(EXTRACTED INFORMATION Opens)

//! Spreadsheet formula to BIFF8 RPN token conversion.
//!
//! This crate turns formula text (`=SUM(Sheet1!A1:B2)*2`) into the postfix ptg token list stored
//! in BIFF8 `.xls` records:
//! - [`FormulaConverter`]: one `push_*` callback per formula element, driven by the built-in
//!   front end ([`FormulaConverter::parse`]) or by a caller's own grammar
//! - [`ClassResolver`]: rewrites the reference class (reference / value / array) of each operand
//!   once its consumer is known
//! - [`TokenList`]: the frozen, ordered result; [`TokenList::opcode_bytes`] yields the ptg bytes
//!   with class bits applied
//!
//! Workbook lookups (sheets, defined names, external books) go through [`WorkbookNames`];
//! function metadata through [`FunctionCatalog`]. [`InMemoryWorkbook`] and
//! [`BuiltinFunctions`] are ready-made implementations.
//!
//! Notes:
//! - Errors either abort the conversion or, with `throw_on_error` off, are logged, recorded in
//!   [`FormulaConverter::has_errors`] and replaced by a [`PtgId::Unsupported`] placeholder.
//! - Structured references, whole-row/column ranges and operand byte layouts are out of scope.

pub mod address;
pub mod builder;
pub mod class;
pub mod converter;
pub mod error;
pub mod functions;
pub mod options;
mod parser;
pub mod ptg;
pub mod resolver;
pub mod workbook;

pub use address::{CellAddr, CellCoord};
pub use builder::{TokenList, TokenListBuilder};
pub use class::RefClass;
pub use converter::{convert_formula, FormulaConverter, OperatorSymbol};
pub use error::ConvertError;
pub use functions::{BuiltinFunctions, FunctionCatalog, FunctionInfo, FTAB_USER_DEFINED};
pub use options::ConvertOptions;
pub use ptg::{ArrayValue, AttrKind, ErrorCode, Opcode, Operator, PtgId, Token, TokenKind};
pub use resolver::{ClassResolver, ParseState};
pub use workbook::{InMemoryWorkbook, NameScope, WorkbookNames};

(EXTRACTED INFORMATION Closes)

(EXERCISE OBJECTIVE): Filter the records above for lines with "InMemoryWorkbook".

(ANSWER TO THE EXERCISE):
//! function metadata through [`FunctionCatalog`]. [`InMemoryWorkbook`] and
pub use workbook::{InMemoryWorkbook, NameScope, WorkbookNames};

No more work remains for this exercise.